Adaptive Proof Refinement with LLM-Guided Strategy Selection
Minghai Lu, Zhe Zhou, Danning Xie, Songlin Jia, Benjamin Delaware, Tianyi Zhang
TL;DR
Formal verification with theorem proving is powerful but hard to scale due to manual effort and expertise requirements. Adapt introduces an adaptive proof refinement framework that uses an LLM-guided decision-maker to dynamically select refinement strategies (lemma discovery, context enrichment, regeneration) based on the proof state and available context, enabling iterative refinement that responds to specific failures. Empirical evaluation on CoqStoq and a newly mined CoqDev benchmark shows Adapt substantially outperforms state-of-the-art baselines and generalizes across five LLMs, with ablations confirming the value of its component strategies and decision-maker design. The work also provides CoqDev, a realistic benchmark mined from real-world Coq commits, to better reflect development workflows and validate the framework’s practical impact in improving automated proof construction.
Abstract
Formal verification via theorem proving enables the expressive specification and rigorous proof of software correctness, but it is difficult to scale due to the significant manual effort and expertise required. While Large Language Models (LLMs) show potential in proof generation, they frequently produce incorrect proofs on the first attempt and require additional strategies for iterative refinement.
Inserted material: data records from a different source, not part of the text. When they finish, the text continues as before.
//! Signal pipeline
//!
//! Drives a raw payload through normalize, validate, deduplicate,
//! decide, and execute. Each stage failure is isolated: the signal gets
//! a structured failure tagged with the stage, and other in-flight
//! signals are unaffected. Every signal receives a tracking id at
//! ingestion that appears in each stage's logs.

use super::orchestrator::DecisionOrchestrator;
use super::types::EntryDecision;
use crate::position::PositionManager;
use crate::market::QuoteService;
use crate::signal::{
    DeduplicationCache, RawSignalPayload, Signal, SignalNormalizer, SignalValidator,
};
use chrono::{DateTime, Duration, Utc};
use std::sync::Arc;
use tokio::sync::Mutex;
use uuid::Uuid;

/// Pipeline stage, used to tag failures
#[derive(Debug, Clone, Copy, PartialEq, Eq)]
pub enum PipelineStage {
    Normalize,
    Validate,
    Deduplicate,
    Decide,
    Execute,
}

impl PipelineStage {
    /// Stable label for logs and metrics
    pub fn as_str(&self) -> &'static str {
        match self {
            PipelineStage::Normalize => "normalize",
            PipelineStage::Validate => "validate",
            PipelineStage::Deduplicate => "deduplicate",
            PipelineStage::Decide => "decide",
            PipelineStage::Execute => "execute",
        }
    }
}

/// Structured outcome of processing one raw payload
#[derive(Debug)]
pub struct PipelineOutcome {
    /// True when the pipeline produced a decision (enter or reject)
    pub success: bool,
    /// Tracking id assigned at ingestion
    pub tracking_id: Uuid,
    /// Stage where a failure occurred, when unsuccessful
    pub stage: Option<PipelineStage>,
    /// Failure description, when unsuccessful
    pub failure_reason: Option<String>,
    /// The decision, when one was reached
    pub decision: Option<EntryDecision>,
}

impl PipelineOutcome {
    fn failure(tracking_id: Uuid, stage: PipelineStage, reason: impl Into<String>) -> Self {
        let reason = reason.into();
        metrics::counter!("gexflow_signals_failed_total", "stage" => stage.as_str())
            .increment(1);
        tracing::info!(
            tracking_id = %tracking_id,
            stage = stage.as_str(),
            reason = %reason,
            "Signal failed pipeline stage"
        );
        Self {
            success: false,
            tracking_id,
            stage: Some(stage),
            failure_reason: Some(reason),
            decision: None,
        }
    }

    fn decided(tracking_id: Uuid, decision: EntryDecision) -> Self {
        Self {
            success: true,
            tracking_id,
            stage: None,
            failure_reason: None,
            decision: Some(decision),
        }
    }
}

/// Signals older than this many hours no longer feed confluence scoring
const RECENT_WINDOW_HOURS: i64 = 1;

/// End-to-end driver from raw payload to position
pub struct SignalPipeline {
    normalizer: SignalNormalizer,
    validator: Arc<SignalValidator>,
    dedup: Arc<DeduplicationCache>,
    orchestrator: Arc<DecisionOrchestrator>,
    quotes: Arc<QuoteService>,
    positions: Arc<PositionManager>,
    /// Rolling window of accepted signals feeding confluence
    recent: Mutex<Vec<Signal>>,
}

impl SignalPipeline {
    /// Wire the pipeline from its collaborators
    pub fn new(
        validator: Arc<SignalValidator>,
        dedup: Arc<DeduplicationCache>,
        orchestrator: Arc<DecisionOrchestrator>,
        quotes: Arc<QuoteService>,
        positions: Arc<PositionManager>,
    ) -> Self {
        Self {
            normalizer: SignalNormalizer::new(),
            validator,
            dedup,
            orchestrator,
            quotes,
            positions,
            recent: Mutex::new(Vec::new()),
        }
    }

    /// Process one raw payload to a structured outcome
    ///
    /// Never panics and never returns an error: expected rejections and
    /// infrastructure failures both surface as tagged outcome values.
    pub async fn process(&self, raw: &RawSignalPayload) -> PipelineOutcome {
        self.process_at(raw, Utc::now()).await
    }

    /// Clock-injected variant of [`process`](Self::process)
    pub async fn process_at(&self, raw: &RawSignalPayload, now: DateTime<Utc>) -> PipelineOutcome {
        let tracking_id = Uuid::new_v4();
        let started = std::time::Instant::now();
        metrics::counter!("gexflow_signals_total").increment(1);

        let outcome = self.run_stages(raw, tracking_id, now).await;

        metrics::histogram!("gexflow_pipeline_duration_seconds")
            .record(started.elapsed().as_secs_f64());
        outcome
    }

    async fn run_stages(
        &self,
        raw: &RawSignalPayload,
        tracking_id: Uuid,
        now: DateTime<Utc>,
    ) -> PipelineOutcome {
        // Normalize
        let signal = match self.normalizer.normalize(raw) {
            Ok(signal) => signal,
            Err(e) => {
                return PipelineOutcome::failure(tracking_id, PipelineStage::Normalize, e.to_string())
            }
        };
        tracing::debug!(
            tracking_id = %tracking_id,
            signal_id = %signal.id,
            symbol = %signal.symbol,
            direction = signal.direction.as_str(),
            "Normalized signal"
        );

        // Validate
        let validation = self.validator.validate_at(&signal, now).await;
        if !validation.valid {
            let reason = validation
                .rejection_reason
                .unwrap_or_else(|| "validation failed".to_string());
            return PipelineOutcome::failure(tracking_id, PipelineStage::Validate, reason);
        }

        // Deduplicate
        if self.dedup.check_and_record_at(&signal, now).await {
            return PipelineOutcome::failure(
                tracking_id,
                PipelineStage::Deduplicate,
                "duplicate signal",
            );
        }

        // Record into the confluence window and snapshot peers.
        let recent = {
            let mut recent = self.recent.lock().await;
            recent.retain(|s| now - s.timestamp < Duration::hours(RECENT_WINDOW_HOURS));
            let snapshot = recent.clone();
            recent.push(signal.clone());
            snapshot
        };

        // Decide
        let decision = self.orchestrator.decide_entry(&signal, &recent).await;
        if !decision.is_enter() {
            tracing::info!(
                tracking_id = %tracking_id,
                signal_id = %signal.id,
                reasoning = ?decision.reasoning,
                "Entry rejected"
            );
            metrics::counter!("gexflow_entries_rejected_total").increment(1);
            return PipelineOutcome::decided(tracking_id, decision);
        }

        // Execute: price the entry and open the position.
        let premium = match self
            .quotes
            .fetch_premium(&signal.symbol, signal.direction)
            .await
        {
            Ok(premium) => premium,
            Err(e) => {
                return PipelineOutcome::failure(tracking_id, PipelineStage::Execute, e.to_string())
            }
        };

        match self
            .positions
            .open_position(&signal, premium, decision.size)
            .await
        {
            Ok(position) => {
                metrics::counter!("gexflow_entries_total").increment(1);
                if let Ok(open) = self.positions.open_positions().await {
                    metrics::gauge!("gexflow_open_positions").set(open.len() as f64);
                }
                tracing::info!(
                    tracking_id = %tracking_id,
                    position_id = %position.id,
                    size = decision.size,
                    premium = %premium,
                    "Entered position"
                );
                PipelineOutcome::decided(tracking_id, decision)
            }
            Err(e) => PipelineOutcome::failure(tracking_id, PipelineStage::Execute, e.to_string()),
        }
    }
}

#[cfg(test)]
mod tests {
    use super::*;
    use crate::config::{Config, FetchConfig};
    use crate::market::{
        ContextCache, ContextData, ContextFetcher, FetchError, GexReader, GexService, GexSignal,
        QuoteProvider, Trend, VolatilityRegime,
    };
    use crate::position::InMemoryPositionStore;
    use crate::risk::{PositionSizingService, RiskManager};
    use crate::signal::Direction;
    use async_trait::async_trait;
    use rust_decimal::Decimal;
    use rust_decimal_macros::dec;

    // Monday 2026-03-02, 10:00 Eastern.
    fn market_open_ts() -> DateTime<Utc> {
        "2026-03-02T15:00:00Z".parse().unwrap()
    }

    struct StubContext;

    #[async_trait]
    impl ContextFetcher for StubContext {
        async fn fetch_context(&self) -> Result<ContextData, FetchError> {
            Ok(ContextData {
                volatility: dec!(18),
                trend: Trend::Bullish,
                bias: dec!(0.5),
                regime: VolatilityRegime::Normal,
                as_of: Utc::now(),
            })
        }
    }

    struct StubGex;

    #[async_trait]
    impl GexReader for StubGex {
        async fn read_signals(
            &self,
            symbol: &str,
            timeframe: &str,
        ) -> Result<Vec<GexSignal>, FetchError> {
            Ok(vec![GexSignal {
                symbol: symbol.to_string(),
                timeframe: timeframe.to_string(),
                direction: Direction::Call,
                strength: dec!(0.8),
                timestamp: Utc::now(),
            }])
        }
    }

    struct StubQuotes {
        premium: Option<Decimal>,
    }

    #[async_trait]
    impl QuoteProvider for StubQuotes {
        fn name(&self) -> &str {
            "stub"
        }

        async fn latest_premium(
            &self,
            _symbol: &str,
            _direction: Direction,
        ) -> Result<Decimal, FetchError> {
            self.premium
                .ok_or_else(|| FetchError::Upstream("quotes down".to_string()))
        }
    }

    fn build_pipeline(config: &Config, premium: Option<Decimal>) -> SignalPipeline {
        let fetch = FetchConfig {
            timeout_secs: 1,
            max_attempts: 1,
            initial_backoff_ms: 1,
        };
        let cache = Arc::new(ContextCache::new(
            Arc::new(StubContext),
            &config.cache,
            fetch.clone(),
        ));
        let gex = Arc::new(GexService::new(Arc::new(StubGex), &config.gex, fetch.clone()));
        let risk = Arc::new(RiskManager::new(config).unwrap());
        let sizing = Arc::new(PositionSizingService::new(&config.sizing));
        let orchestrator = Arc::new(DecisionOrchestrator::new(cache, gex, risk, sizing, config));
        let quotes = Arc::new(QuoteService::new(
            vec![Arc::new(StubQuotes { premium }) as Arc<dyn QuoteProvider>],
            fetch,
        ));
        let positions = Arc::new(PositionManager::new(
            Arc::new(InMemoryPositionStore::new()),
            &config.risk,
        ));

        SignalPipeline::new(
            Arc::new(SignalValidator::new(&config.validation).unwrap()),
            Arc::new(DeduplicationCache::new(&config.cache)),
            orchestrator,
            quotes,
            positions,
        )
    }

    fn raw_payload(timestamp: &str) -> RawSignalPayload {
        serde_json::from_str(&format!(
            r#"{{
                "source": "tradingview",
                "symbol": "SPY",
                "direction": "call",
                "timeframe": "15m",
                "timestamp": "{timestamp}",
                "metadata": {{"confluence_score": 0.8, "mtf_aligned": true}}
            }}"#
        ))
        .unwrap()
    }

    #[tokio::test]
    async fn test_accepted_signal_opens_position() {
        let pipeline = build_pipeline(&Config::default(), Some(dec!(2.50)));
        let now = market_open_ts() + Duration::seconds(5);

        let outcome = pipeline
            .process_at(&raw_payload("2026-03-02T15:00:00Z"), now)
            .await;

        assert!(outcome.success);
        assert!(outcome.stage.is_none());
        let decision = outcome.decision.unwrap();
        assert!(decision.is_enter());
        assert_eq!(pipeline.positions.open_positions().await.unwrap().len(), 1);
    }

    #[tokio::test]
    async fn test_malformed_payload_fails_normalize() {
        let pipeline = build_pipeline(&Config::default(), Some(dec!(2.50)));
        let raw: RawSignalPayload =
            serde_json::from_str(r#"{"source": "tradingview", "symbol": "SPY"}"#).unwrap();

        let outcome = pipeline.process_at(&raw, market_open_ts()).await;
        assert!(!outcome.success);
        assert_eq!(outcome.stage, Some(PipelineStage::Normalize));
        assert!(outcome.failure_reason.unwrap().contains("direction"));
    }

    #[tokio::test]
    async fn test_overnight_signal_fails_validate() {
        let pipeline = build_pipeline(&Config::default(), Some(dec!(2.50)));
        // 03:00 Eastern.
        let now: DateTime<Utc> = "2026-03-02T08:00:05Z".parse().unwrap();

        let outcome = pipeline
            .process_at(&raw_payload("2026-03-02T08:00:00Z"), now)
            .await;
        assert!(!outcome.success);
        assert_eq!(outcome.stage, Some(PipelineStage::Validate));
        assert_eq!(outcome.failure_reason.unwrap(), "outside market hours");
    }

    #[tokio::test]
    async fn test_duplicate_fails_deduplicate() {
        let mut config = Config::default();
        // Disable the cooldown so the repeat reaches the dedup stage.
        config.validation.cooldown_secs = 0;
        let pipeline = build_pipeline(&config, Some(dec!(2.50)));
        let now = market_open_ts() + Duration::seconds(5);
        let raw = raw_payload("2026-03-02T15:00:00Z");

        let first = pipeline.process_at(&raw, now).await;
        assert!(first.success);

        let second = pipeline
            .process_at(&raw, now + Duration::seconds(10))
            .await;
        assert!(!second.success);
        assert_eq!(second.stage, Some(PipelineStage::Deduplicate));
        assert_eq!(second.failure_reason.unwrap(), "duplicate signal");

        // Distinct tracking ids per submission.
        assert_ne!(first.tracking_id, second.tracking_id);
    }

    #[tokio::test]
    async fn test_quote_outage_fails_execute() {
        let pipeline = build_pipeline(&Config::default(), None);
        let now = market_open_ts() + Duration::seconds(5);

        let outcome = pipeline
            .process_at(&raw_payload("2026-03-02T15:00:00Z"), now)
            .await;
        assert!(!outcome.success);
        assert_eq!(outcome.stage, Some(PipelineStage::Execute));
        // The decision stage itself succeeded; no position was opened.
        assert!(pipeline.positions.open_positions().await.unwrap().is_empty());
    }

    #[tokio::test]
    async fn test_failure_does_not_block_next_signal() {
        let pipeline = build_pipeline(&Config::default(), Some(dec!(2.50)));
        let now = market_open_ts() + Duration::seconds(5);

        let bad: RawSignalPayload = serde_json::from_str(r#"{"symbol": "SPY"}"#).unwrap();
        let failed = pipeline.process_at(&bad, now).await;
        assert!(!failed.success);

        let ok = pipeline
            .process_at(&raw_payload("2026-03-02T15:00:00Z"), now)
            .await;
        assert!(ok.success);
    }
}
//! Risk management types

use rust_decimal::Decimal;
use thiserror::Error;
use uuid::Uuid;

/// Risk management errors
#[derive(Debug, Error)]
pub enum RiskError {
    /// A non-closed position already exists for the signal
    #[error("position already open for signal {0}")]
    DuplicateEntry(Uuid),
    /// Maximum concurrent positions reached
    #[error("maximum open positions reached ({0})")]
    MaxPositionsReached(usize),
    /// Opening would exceed the exposure limit
    #[error("exposure limit exceeded: {current} held + {additional} requested > {limit}")]
    MaxExposureExceeded {
        current: Decimal,
        additional: Decimal,
        limit: Decimal,
    },
    /// Referenced position does not exist
    #[error("position {0} not found")]
    PositionNotFound(Uuid),
    /// Referenced position is already closed
    #[error("position {0} is already closed")]
    PositionClosed(Uuid),
    /// Position store failure
    #[error("position store error: {0}")]
    Store(String),
}
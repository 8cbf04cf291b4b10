//! Short-window duplicate suppression
//!
//! Producers re-fire alerts on reconnects and retries, so an identical
//! signal often arrives more than once within seconds. The cache keys on
//! the signal fingerprint (source, symbol, timestamp, direction) and
//! suppresses repeats inside the duplicate window while letting genuinely
//! new signals through.

use super::types::Signal;
use crate::config::CacheConfig;
use chrono::{DateTime, Duration, Utc};
use std::collections::HashMap;
use tokio::sync::Mutex;

/// Fingerprint-based duplicate suppression with a sliding window
pub struct DeduplicationCache {
    /// Window within which a repeat fingerprint is a duplicate
    window: Duration,
    /// Entries older than this are purged entirely
    expiry: Duration,
    /// Fingerprint to last-seen time; check and record happen under one lock
    seen: Mutex<HashMap<String, DateTime<Utc>>>,
}

impl DeduplicationCache {
    /// Create a cache from the configured windows
    pub fn new(config: &CacheConfig) -> Self {
        Self {
            window: Duration::seconds(config.dedup_window_secs as i64),
            expiry: Duration::seconds(config.dedup_expiry_secs as i64),
            seen: Mutex::new(HashMap::new()),
        }
    }

    /// Check whether `signal` is a duplicate, recording it if not
    ///
    /// The check and the record are atomic: two near-simultaneous
    /// duplicates cannot both pass.
    pub async fn check_and_record(&self, signal: &Signal) -> bool {
        self.check_and_record_at(signal, Utc::now()).await
    }

    /// Clock-injected variant of [`check_and_record`](Self::check_and_record)
    pub async fn check_and_record_at(&self, signal: &Signal, now: DateTime<Utc>) -> bool {
        let fingerprint = signal.fingerprint();
        let mut seen = self.seen.lock().await;

        seen.retain(|_, last_seen| now - *last_seen < self.expiry);

        let duplicate = matches!(
            seen.get(&fingerprint),
            Some(last_seen) if now - *last_seen <= self.window
        );
        if !duplicate {
            seen.insert(fingerprint, now);
        }
        duplicate
    }

    /// Number of fingerprints currently tracked
    pub async fn len(&self) -> usize {
        self.seen.lock().await.len()
    }

    /// Whether the cache is empty
    pub async fn is_empty(&self) -> bool {
        self.seen.lock().await.is_empty()
    }
}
However, existing approaches employ fixed refinement strategies and cannot dynamically choose an effective strategy based on the particular issues in a generated proof, which limits their performance. To overcome this limitation, we introduce Adapt, a novel proof refinement framework that leverages an LLM-guided decision-maker to dynamically select a suitable refinement strategy according to the state of the proof assistant and available context of an incorrect proof. We evaluate Adapt on two benchmarks against four existing methods and find that it significantly outperforms the best baseline on both by proving 16.63% and 18.58% more theorems, respectively. Furthermore, we demonstrate Adapt's generalizability by evaluating it across five different LLMs. We also conduct ablation studies to measure the contribution of each component and compare the trade-offs of alternative decision-maker designs.